_Exercise description_
Keyword search on "debt": report each line of the records that contains it.

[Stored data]
[Start of section]

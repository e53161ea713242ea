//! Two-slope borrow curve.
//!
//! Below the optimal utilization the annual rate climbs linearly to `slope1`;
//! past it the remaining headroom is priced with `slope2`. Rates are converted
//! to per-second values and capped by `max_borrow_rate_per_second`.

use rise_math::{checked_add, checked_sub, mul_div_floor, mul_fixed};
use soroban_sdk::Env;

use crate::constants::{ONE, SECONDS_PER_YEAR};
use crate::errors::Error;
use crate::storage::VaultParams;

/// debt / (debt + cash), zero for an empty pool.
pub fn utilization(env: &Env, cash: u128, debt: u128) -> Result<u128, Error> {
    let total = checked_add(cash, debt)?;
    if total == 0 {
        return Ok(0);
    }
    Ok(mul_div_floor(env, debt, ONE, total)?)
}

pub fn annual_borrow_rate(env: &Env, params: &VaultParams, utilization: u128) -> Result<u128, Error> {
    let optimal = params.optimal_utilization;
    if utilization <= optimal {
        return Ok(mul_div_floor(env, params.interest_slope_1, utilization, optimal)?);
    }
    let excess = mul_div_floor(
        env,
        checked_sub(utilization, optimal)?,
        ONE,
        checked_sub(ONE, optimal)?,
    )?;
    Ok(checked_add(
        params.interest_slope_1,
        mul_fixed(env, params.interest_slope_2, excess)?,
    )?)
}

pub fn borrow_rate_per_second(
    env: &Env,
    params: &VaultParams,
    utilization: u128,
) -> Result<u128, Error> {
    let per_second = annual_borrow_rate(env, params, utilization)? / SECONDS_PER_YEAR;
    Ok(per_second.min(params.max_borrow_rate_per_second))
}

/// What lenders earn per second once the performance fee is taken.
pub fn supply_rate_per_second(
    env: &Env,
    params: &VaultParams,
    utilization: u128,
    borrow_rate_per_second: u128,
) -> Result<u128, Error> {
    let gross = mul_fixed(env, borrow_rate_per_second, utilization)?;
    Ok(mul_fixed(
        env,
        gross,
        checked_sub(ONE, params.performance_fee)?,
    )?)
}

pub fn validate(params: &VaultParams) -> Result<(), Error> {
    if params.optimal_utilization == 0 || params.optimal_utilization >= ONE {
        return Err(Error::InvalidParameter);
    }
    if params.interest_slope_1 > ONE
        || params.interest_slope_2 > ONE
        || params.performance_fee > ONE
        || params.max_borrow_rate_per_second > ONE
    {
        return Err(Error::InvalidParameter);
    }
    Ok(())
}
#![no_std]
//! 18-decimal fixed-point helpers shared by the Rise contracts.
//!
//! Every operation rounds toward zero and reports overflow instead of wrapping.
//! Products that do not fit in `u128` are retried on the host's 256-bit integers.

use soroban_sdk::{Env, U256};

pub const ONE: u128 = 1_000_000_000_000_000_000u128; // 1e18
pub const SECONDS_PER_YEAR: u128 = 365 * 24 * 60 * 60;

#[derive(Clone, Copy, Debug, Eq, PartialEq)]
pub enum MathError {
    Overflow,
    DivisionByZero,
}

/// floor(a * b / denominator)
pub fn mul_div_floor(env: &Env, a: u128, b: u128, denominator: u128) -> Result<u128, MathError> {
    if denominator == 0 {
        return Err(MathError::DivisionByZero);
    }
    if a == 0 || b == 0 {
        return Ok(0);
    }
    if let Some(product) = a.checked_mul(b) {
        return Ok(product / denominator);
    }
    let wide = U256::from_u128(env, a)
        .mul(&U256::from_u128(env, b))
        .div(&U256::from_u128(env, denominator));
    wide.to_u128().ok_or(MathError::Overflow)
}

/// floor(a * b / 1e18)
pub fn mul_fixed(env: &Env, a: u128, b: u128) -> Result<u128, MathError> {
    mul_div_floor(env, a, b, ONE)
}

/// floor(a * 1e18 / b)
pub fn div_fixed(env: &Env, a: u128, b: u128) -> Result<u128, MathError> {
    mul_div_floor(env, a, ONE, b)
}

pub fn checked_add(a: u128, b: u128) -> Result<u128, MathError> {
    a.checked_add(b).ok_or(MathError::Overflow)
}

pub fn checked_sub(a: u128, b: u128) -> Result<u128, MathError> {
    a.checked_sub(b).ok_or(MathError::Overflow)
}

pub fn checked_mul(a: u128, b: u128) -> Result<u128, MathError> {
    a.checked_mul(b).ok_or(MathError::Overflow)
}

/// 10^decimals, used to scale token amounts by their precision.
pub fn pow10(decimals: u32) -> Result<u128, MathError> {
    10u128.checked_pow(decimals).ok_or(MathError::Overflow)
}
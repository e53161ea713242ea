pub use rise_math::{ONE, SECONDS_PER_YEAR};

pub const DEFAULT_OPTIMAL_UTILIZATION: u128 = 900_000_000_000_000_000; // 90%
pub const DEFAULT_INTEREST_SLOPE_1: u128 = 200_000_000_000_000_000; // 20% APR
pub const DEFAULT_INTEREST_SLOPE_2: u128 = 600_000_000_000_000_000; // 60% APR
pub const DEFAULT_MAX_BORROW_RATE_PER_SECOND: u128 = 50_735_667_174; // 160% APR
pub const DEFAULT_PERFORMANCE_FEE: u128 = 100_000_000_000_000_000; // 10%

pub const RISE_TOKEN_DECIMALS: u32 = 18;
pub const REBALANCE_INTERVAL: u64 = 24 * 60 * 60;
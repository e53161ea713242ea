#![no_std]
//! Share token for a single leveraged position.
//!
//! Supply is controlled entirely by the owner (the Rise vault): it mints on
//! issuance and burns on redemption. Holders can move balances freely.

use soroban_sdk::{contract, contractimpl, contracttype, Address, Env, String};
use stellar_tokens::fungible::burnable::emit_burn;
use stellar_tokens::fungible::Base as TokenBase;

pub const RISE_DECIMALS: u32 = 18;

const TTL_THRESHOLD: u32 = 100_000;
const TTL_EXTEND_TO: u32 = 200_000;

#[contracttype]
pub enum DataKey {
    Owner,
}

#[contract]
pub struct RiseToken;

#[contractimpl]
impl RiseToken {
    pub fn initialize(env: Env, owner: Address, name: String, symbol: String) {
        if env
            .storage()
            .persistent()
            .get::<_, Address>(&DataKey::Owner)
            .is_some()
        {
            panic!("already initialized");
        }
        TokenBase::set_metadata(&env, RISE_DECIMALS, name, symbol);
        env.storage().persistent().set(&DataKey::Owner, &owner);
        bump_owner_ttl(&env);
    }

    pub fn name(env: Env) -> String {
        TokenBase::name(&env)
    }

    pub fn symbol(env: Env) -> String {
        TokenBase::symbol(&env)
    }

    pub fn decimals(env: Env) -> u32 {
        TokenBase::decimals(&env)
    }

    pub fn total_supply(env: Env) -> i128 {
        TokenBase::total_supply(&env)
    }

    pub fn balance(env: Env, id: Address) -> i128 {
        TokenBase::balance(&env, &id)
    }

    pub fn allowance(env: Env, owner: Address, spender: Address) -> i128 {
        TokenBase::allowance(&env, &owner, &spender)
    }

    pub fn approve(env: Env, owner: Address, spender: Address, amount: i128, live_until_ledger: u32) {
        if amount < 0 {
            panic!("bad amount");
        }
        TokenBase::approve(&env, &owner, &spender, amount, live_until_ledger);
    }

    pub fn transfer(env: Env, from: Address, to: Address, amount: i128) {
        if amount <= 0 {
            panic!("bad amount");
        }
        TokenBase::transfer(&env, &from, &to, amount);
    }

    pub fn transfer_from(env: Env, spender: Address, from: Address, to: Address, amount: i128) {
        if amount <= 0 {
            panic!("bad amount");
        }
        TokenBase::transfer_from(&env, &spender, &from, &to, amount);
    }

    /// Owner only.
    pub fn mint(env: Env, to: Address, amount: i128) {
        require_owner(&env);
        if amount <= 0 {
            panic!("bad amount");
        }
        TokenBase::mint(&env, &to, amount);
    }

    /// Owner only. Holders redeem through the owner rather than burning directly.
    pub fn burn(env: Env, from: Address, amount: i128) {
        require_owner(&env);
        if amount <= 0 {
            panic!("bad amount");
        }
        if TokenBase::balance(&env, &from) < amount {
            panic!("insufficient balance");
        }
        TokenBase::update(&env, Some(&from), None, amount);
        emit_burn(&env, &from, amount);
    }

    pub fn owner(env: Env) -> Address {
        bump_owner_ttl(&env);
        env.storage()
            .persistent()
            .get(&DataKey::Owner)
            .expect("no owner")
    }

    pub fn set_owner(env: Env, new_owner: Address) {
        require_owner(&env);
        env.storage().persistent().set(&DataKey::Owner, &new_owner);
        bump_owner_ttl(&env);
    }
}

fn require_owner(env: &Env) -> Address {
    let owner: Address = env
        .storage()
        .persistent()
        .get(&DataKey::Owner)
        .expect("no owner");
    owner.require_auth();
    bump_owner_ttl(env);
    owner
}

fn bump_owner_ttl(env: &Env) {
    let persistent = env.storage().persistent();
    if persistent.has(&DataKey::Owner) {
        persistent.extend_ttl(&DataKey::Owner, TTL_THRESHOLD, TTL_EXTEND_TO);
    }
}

[End of section]

_Expected answer_
/// debt / (debt + cash), zero for an empty pool.
pub fn utilization(env: &Env, cash: u128, debt: u128) -> Result<u128, Error> {
    let total = checked_add(cash, debt)?;
    Ok(mul_div_floor(env, debt, ONE, total)?)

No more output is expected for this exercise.